## Problem statement
A verbatim copy of the line containing "a.cache_fitness(2.0);" and all lines after it, up to and including the final line of the records, is the only acceptable output.

## Dataset records
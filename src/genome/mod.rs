//! # Genomes and Individuals
//!
//! The `Genome` trait is the polymorphic contract behind which the two level
//! representations live: the dense tile grid ([`Level`] itself) and the
//! sparse design-element multiset ([`design::DesignGenome`]). The driver,
//! selection, and fitness caching depend only on this trait and work
//! identically for either representation.
//!
//! An [`Individual`] wraps exactly one genome together with two lazily
//! computed, write-once caches: the scalar fitness and the materialized
//! level. Transformations (mutation, crossover) always construct new
//! individuals; once computed, an individual's caches are immutable for its
//! lifetime.

pub mod design;
pub mod grid;

use std::fmt::Debug;
use std::sync::OnceLock;

use crate::config::Config;
use crate::error::Result;
use crate::level::Level;
use crate::rng::RandomNumberGenerator;

pub use design::{DesignElement, DesignGenome};

/// The capability contract shared by both level representations.
///
/// Types implementing this trait must also implement `Clone`, `Debug`,
/// `Send`, and `Sync` so populations can be scored on a worker pool.
pub trait Genome: Clone + Debug + Send + Sync + Sized {
    /// Builds a stochastic genome.
    fn random(config: &Config, rng: &mut RandomNumberGenerator) -> Self;

    /// Builds the deterministic baseline genome containing only the
    /// structural markers.
    fn empty(config: &Config) -> Self;

    /// Whether the genome carries no evolvable content.
    ///
    /// Only the design-element representation can be empty; a grid genome
    /// always has a full tile matrix.
    fn is_empty(&self) -> bool;

    /// Applies the representation-specific mutation operator and returns
    /// the mutated genome.
    fn mutate(self, config: &Config, rng: &mut RandomNumberGenerator) -> Self;

    /// Recombines `self` with `other` into one or two offspring genomes,
    /// mutation included.
    ///
    /// `fitness` carries both parents' cached fitness values in order
    /// (`self`, `other`). The grid operator biases pipe donation by parent
    /// fitness and therefore requires both values.
    ///
    /// # Errors
    ///
    /// Returns [`GeneticError::UnscoredIndividual`] when a required parent
    /// fitness is missing.
    ///
    /// [`GeneticError::UnscoredIndividual`]: crate::error::GeneticError::UnscoredIndividual
    fn generate_children(
        &self,
        other: &Self,
        fitness: (Option<f64>, Option<f64>),
        config: &Config,
        rng: &mut RandomNumberGenerator,
    ) -> Result<Vec<Self>>;

    /// Compiles the genome into a concrete level.
    fn materialize(&self, config: &Config) -> Level;

    /// Representation-specific fitness penalty, added to the weighted
    /// evaluator measurements.
    fn penalty(&self, _config: &Config) -> f64 {
        0.0
    }
}

/// One candidate level: a genome plus write-once caches for its fitness and
/// its materialized level.
#[derive(Debug, Clone)]
pub struct Individual<G: Genome> {
    genome: G,
    fitness: OnceLock<f64>,
    level: OnceLock<Level>,
}

impl<G: Genome> Individual<G> {
    /// Wraps a genome with empty caches.
    pub fn new(genome: G) -> Self {
        Self {
            genome,
            fitness: OnceLock::new(),
            level: OnceLock::new(),
        }
    }

    /// Creates an individual with a stochastic genome.
    pub fn random(config: &Config, rng: &mut RandomNumberGenerator) -> Self {
        Self::new(G::random(config, rng))
    }

    /// Creates the deterministic baseline individual.
    pub fn empty(config: &Config) -> Self {
        Self::new(G::empty(config))
    }

    /// Returns the genome.
    pub fn genome(&self) -> &G {
        &self.genome
    }

    /// Returns the cached fitness, if this individual has been scored.
    pub fn fitness(&self) -> Option<f64> {
        self.fitness.get().copied()
    }

    /// Stores the fitness. The first stored value wins; later calls return
    /// it unchanged.
    pub(crate) fn cache_fitness(&self, value: f64) -> f64 {
        *self.fitness.get_or_init(|| value)
    }

    /// Returns the materialized level, compiling and caching it on first
    /// access.
    pub fn level(&self, config: &Config) -> &Level {
        self.level.get_or_init(|| self.genome.materialize(config))
    }

    /// Recombines two parents into new individuals with fresh caches.
    ///
    /// # Errors
    ///
    /// Propagates [`GeneticError::UnscoredIndividual`] from representations
    /// whose crossover requires scored parents.
    ///
    /// [`GeneticError::UnscoredIndividual`]: crate::error::GeneticError::UnscoredIndividual
    pub fn generate_children(
        &self,
        other: &Self,
        config: &Config,
        rng: &mut RandomNumberGenerator,
    ) -> Result<Vec<Self>> {
        let children = self.genome.generate_children(
            &other.genome,
            (self.fitness(), other.fitness()),
            config,
            rng,
        )?;
        Ok(children.into_iter().map(Self::new).collect())
    }
}

#[cfg(test)]
mod tests {
    use super::*;
    use crate::level::Tile;

    #[test]
    fn test_level_cache_computed_once() {
        let config = Config::default();
        let mut rng = RandomNumberGenerator::from_seed(3);
        let individual: Individual<DesignGenome> = Individual::random(&config, &mut rng);

        let first = individual.level(&config) as *const Level;
        let second = individual.level(&config) as *const Level;
        assert_eq!(first, second);
    }

    #[test]
    fn test_fitness_cache_write_once() {
        let config = Config::default();
        let individual: Individual<DesignGenome> = Individual::empty(&config);

        assert_eq!(individual.fitness(), None);
        assert_eq!(individual.cache_fitness(1.25), 1.25);
        // The first stored value is immutable
        assert_eq!(individual.cache_fitness(9.0), 1.25);
        assert_eq!(individual.fitness(), Some(1.25));
    }

    #[test]
    fn test_children_have_fresh_caches() {
        let config = Config::default();
        let mut rng = RandomNumberGenerator::from_seed(4);
        let a: Individual<DesignGenome> = Individual::random(&config, &mut rng);
        let b: Individual<DesignGenome> = Individual::random(&config, &mut rng);
        a.cache_fitness(2.0);
        b.cache_fitness(3.0);

        let children = a.generate_children(&b, &config, &mut rng).unwrap();
        assert_eq!(children.len(), 2);
        for child in &children {
            assert_eq!(child.fitness(), None);
        }
    }

    #[test]
    fn test_empty_individual_materializes_baseline() {
        let config = Config::default();
        let individual: Individual<DesignGenome> = Individual::empty(&config);
        let level = individual.level(&config);

        assert_eq!(level.count(Tile::Start), 1);
        assert_eq!(level.count(Tile::Flagpole), 1);
        for x in 0..level.width() {
            assert_eq!(level.tile(x, config.level.ground_row()), Tile::Wall);
        }
    }
}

## Response for this exercise
        a.cache_fitness(2.0);
        b.cache_fitness(3.0);

        let children = a.generate_children(&b, &config, &mut rng).unwrap();
        assert_eq!(children.len(), 2);
        for child in &children {
            assert_eq!(child.fitness(), None);
        }
    }

    #[test]
    fn test_empty_individual_materializes_baseline() {
        let config = Config::default();
        let individual: Individual<DesignGenome> = Individual::empty(&config);
        let level = individual.level(&config);

        assert_eq!(level.count(Tile::Start), 1);
        assert_eq!(level.count(Tile::Flagpole), 1);
        for x in 0..level.width() {
            assert_eq!(level.tile(x, config.level.ground_row()), Tile::Wall);
        }
    }
}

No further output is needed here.